We are very thankful for your attention and any feedback or suggestions we receive from you :)
Mish and Sebastian from Germany
The Step CI engine itself looks good though. It looks like a cleaner, but less powerful version of a tool (open source, build in-house) we used when I worked at OVHcloud, Venom: https://github.com/ovh/venom
Here's an example test file for the HTTP executor of Venom: https://github.com/ovh/venom/blob/master/tests/http.yml it's very close to Step CI format.
I'd still use Venom because it's way more powerful (you have DB executors for example, so after executing a POST request you can actually check in DB that you have what you expect) and I prefer focusing on actually writing integration tests instead of generating them.

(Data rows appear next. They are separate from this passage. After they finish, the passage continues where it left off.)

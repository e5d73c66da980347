use std::env;

use dotenv::dotenv;
use tracing::Level;
use tracing_appender::rolling::{RollingFileAppender, Rotation};
use tracing_subscriber::layer::SubscriberExt;
use tracing_subscriber::{fmt, EnvFilter, FmtSubscriber, Layer, Registry};

// 设置日志
pub async fn setup_logging() -> anyhow::Result<()> {
    dotenv().ok();
    let app_env = env::var("APP_ENV").unwrap_or_else(|_| "LOCAL".to_string());

    if app_env == "LOCAL" {
        let subscriber = FmtSubscriber::builder()
            .with_max_level(Level::INFO)
            .finish();
        tracing::subscriber::set_global_default(subscriber)?;
    } else {
        let info_file = RollingFileAppender::new(Rotation::DAILY, "log_files", "info.log");
        let error_file = RollingFileAppender::new(Rotation::DAILY, "log_files", "error.log");

        let (info_non_blocking, info_guard) = tracing_appender::non_blocking(info_file);
        let (error_non_blocking, error_guard) = tracing_appender::non_blocking(error_file);
        // guard 泄漏到进程生命周期，保证异步写入线程不提前退出
        std::mem::forget(info_guard);
        std::mem::forget(error_guard);

        let subscriber = Registry::default()
            .with(
                fmt::layer()
                    .with_writer(info_non_blocking)
                    .with_filter(EnvFilter::new("info")),
            )
            .with(
                fmt::layer()
                    .with_writer(error_non_blocking)
                    .with_filter(EnvFilter::new("error")),
            );
        tracing::subscriber::set_global_default(subscriber)?;
    }
    Ok(())
}
use dotenv::dotenv;

use stock_forecast::app::bootstrap;
use stock_forecast::app_config::log::setup_logging;

#[tokio::main]
async fn main() -> anyhow::Result<()> {
    dotenv().ok();
    setup_logging().await?;

    bootstrap::run().await
}
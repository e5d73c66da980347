use std::env;

use crate::app_config::env::{env_or_default, env_parsed};
use crate::error::AppError;

/// 流水线运行参数
///
/// 全部来自外部配置（环境变量），表名/视图名/模型名属于可信配置，
/// 允许拼接进 SQL 语句；行数据一律走参数化占位符。
#[derive(Debug, Clone)]
pub struct PipelineConfig {
    /// 行情 API key
    pub vantage_api_key: String,
    /// 需要拉取的股票代码列表
    pub symbols: Vec<String>,
    /// 回看窗口（天）
    pub lookback_days: usize,
    /// 预测期数（天）
    pub forecast_periods: u32,
    /// 预测区间置信度，(0, 1)
    pub prediction_interval: f64,
    /// 原始价格表（训练输入表）
    pub price_table: String,
    /// 训练视图
    pub train_view: String,
    /// 预测结果表
    pub forecast_table: String,
    /// 预测模型名
    pub model_name: String,
    /// 最终发布表（历史+预测合并）
    pub final_table: String,
}

impl PipelineConfig {
    /// 从环境变量构建配置，缺省值与线上保持一致
    pub fn from_env() -> Result<Self, AppError> {
        let vantage_api_key = env::var("VANTAGE_API_KEY")
            .map_err(|_| AppError::Config("VANTAGE_API_KEY config is none".to_string()))?;

        let symbols: Vec<String> = env_or_default("STOCK_SYMBOLS", "AAPL,GOOGL")
            .split(',')
            .map(|s| s.trim().to_string())
            .filter(|s| !s.is_empty())
            .collect();

        let lookback_days: usize = env_parsed("LOOKBACK_DAYS", "90")?;
        let forecast_periods: u32 = env_parsed("FORECAST_PERIODS", "7")?;
        let prediction_interval: f64 = env_parsed("PREDICTION_INTERVAL", "0.95")?;

        let config = Self {
            vantage_api_key,
            symbols,
            lookback_days,
            forecast_periods,
            prediction_interval,
            price_table: env_or_default("PRICE_TABLE", "dev.raw_data.stock_table"),
            train_view: env_or_default("TRAIN_VIEW", "dev.analytics.stock_data_view"),
            forecast_table: env_or_default("FORECAST_TABLE", "dev.analytics.stock_data_forecast"),
            model_name: env_or_default("FORECAST_MODEL_NAME", "dev.analytics.predict_stock_price"),
            final_table: env_or_default("FINAL_TABLE", "dev.analytics.final_stock_data"),
        };
        config.validate()?;
        Ok(config)
    }

    /// 校验配置合法性
    pub fn validate(&self) -> Result<(), AppError> {
        if self.symbols.is_empty() {
            return Err(AppError::Config("股票代码列表为空".to_string()));
        }
        if self.lookback_days == 0 {
            return Err(AppError::Config("回看窗口必须大于0".to_string()));
        }
        if self.forecast_periods == 0 {
            return Err(AppError::Config("预测期数必须大于0".to_string()));
        }
        if !(self.prediction_interval > 0.0 && self.prediction_interval < 1.0) {
            return Err(AppError::Config(format!(
                "置信度必须位于(0,1): {}",
                self.prediction_interval
            )));
        }
        Ok(())
    }
}
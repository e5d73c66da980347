pub mod db;
pub mod env;
pub mod log;
pub mod pipeline;
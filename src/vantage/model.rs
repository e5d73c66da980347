use chrono::NaiveDate;
use serde::{Deserialize, Serialize};

use crate::error::AppError;

/// 行情响应中日线数据所在的键，缺失视为拉取失败
pub const TIME_SERIES_KEY: &str = "Time Series (Daily)";

/// 单日行情记录，(symbol, date) 唯一
#[derive(Serialize, Deserialize, Debug, Clone, PartialEq)]
pub struct PriceRecord {
    pub symbol: String,
    pub date: NaiveDate,
    pub open: f64,
    pub high: f64,
    pub low: f64,
    pub close: f64,
    pub volume: i64,
}

/// 解析行情接口返回的日线 JSON
///
/// 响应结构：顶层对象带 "Time Series (Daily)" 键，值是
/// 日期字符串 -> {"1. open": "..", "2. high": "..", ...} 的映射，
/// 字段顺序不保证。结果不排序不截断，由拉取阶段统一处理。
pub fn parse_daily_series(
    symbol: &str,
    data: &serde_json::Value,
) -> Result<Vec<PriceRecord>, AppError> {
    let series = data
        .get(TIME_SERIES_KEY)
        .and_then(|v| v.as_object())
        .ok_or_else(|| AppError::Fetch(format!("{} 响应缺少 {}", symbol, TIME_SERIES_KEY)))?;

    let mut records = Vec::with_capacity(series.len());
    for (date_str, fields) in series {
        let date = NaiveDate::parse_from_str(date_str, "%Y-%m-%d")
            .map_err(|e| AppError::Fetch(format!("{} 日期非法 {}: {}", symbol, date_str, e)))?;
        records.push(PriceRecord {
            symbol: symbol.to_string(),
            date,
            open: num_field(symbol, fields, "1. open")?,
            high: num_field(symbol, fields, "2. high")?,
            low: num_field(symbol, fields, "3. low")?,
            close: num_field(symbol, fields, "4. close")?,
            volume: num_field(symbol, fields, "5. volume")? as i64,
        });
    }
    Ok(records)
}

fn num_field(symbol: &str, fields: &serde_json::Value, key: &str) -> Result<f64, AppError> {
    fields
        .get(key)
        .and_then(|v| v.as_str())
        .and_then(|s| s.parse::<f64>().ok())
        .ok_or_else(|| AppError::Fetch(format!("{} 字段缺失或非法: {}", symbol, key)))
}
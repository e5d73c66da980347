pub mod pipeline_job;

pub use pipeline_job::PipelineJob;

Maybe this post sounds harsh (I feel it as I write it because I have strong feelings against test generation) but I think your approach is a good one for actually writing automated tests. Testing APIs declaratively like this has a great benefit: your tests work on an interface. You can migrate your API to a whole new stack and your tests remain the same. I did it multiple time at OVHcloud: one time migrating a huge API from a Go router to another (Gin->Echo), and another time migrating public APIs from a legacy, in-house Perl engine to a Go server.
> I prefer working with no tests than automated tests
We hear this often from our user-interviews and this is something we would like to change
I have just learned about Venom from a fellow hacker yesterday. We're more focused on Web APIs and offer more features there. The key difference is that we're not just a CLI tool, but also a library, that you can use in other applications.
Our end goal is to free you from writing tests
Thanks for your critical feedback.
Could you please tell us more about your strong opinion against test generation?
I don't believe generated tests can test anything relevant, and to me they're just a kind of mental load. One day they break, for who knows why and you have to fix them, not knowing how they work or what they do, even doubting the value they add.
To me tests should be business focused and thoroughly thought out. Knowing that your endpoint returns a JSON with a certain format is far from enough:
- it also has to return data that makes sense, generated tests cannot give me that
- and more importantly, the API endpoints that are the most useful to test have side effects. A PUT will probably modify data in a database somewhere. A POST may trigger an asynchronous action. Inputs and outputs are worth testing thoroughly, but you have to check the side effects too. In a good test you'll check what's in db before and after your actions. That's why I love Venom, because it allows me to precisely check the state of all my system.
To be fair, I also have strong feelings against generated code in general because it's always been an impediment more than anything. I worked with JHipster for some time (a Java generator) and it's still nightmare fuel to me.
Again, take this with a grain of salt, others may have a different vision on how testing should work.
Thanks for sharing Venom!
Certainly, there are lots of tools in the space, both SaaS and open-source. Mish and I can name you a few!
However, there’s one thing these tools seem to be missing - a greater goal.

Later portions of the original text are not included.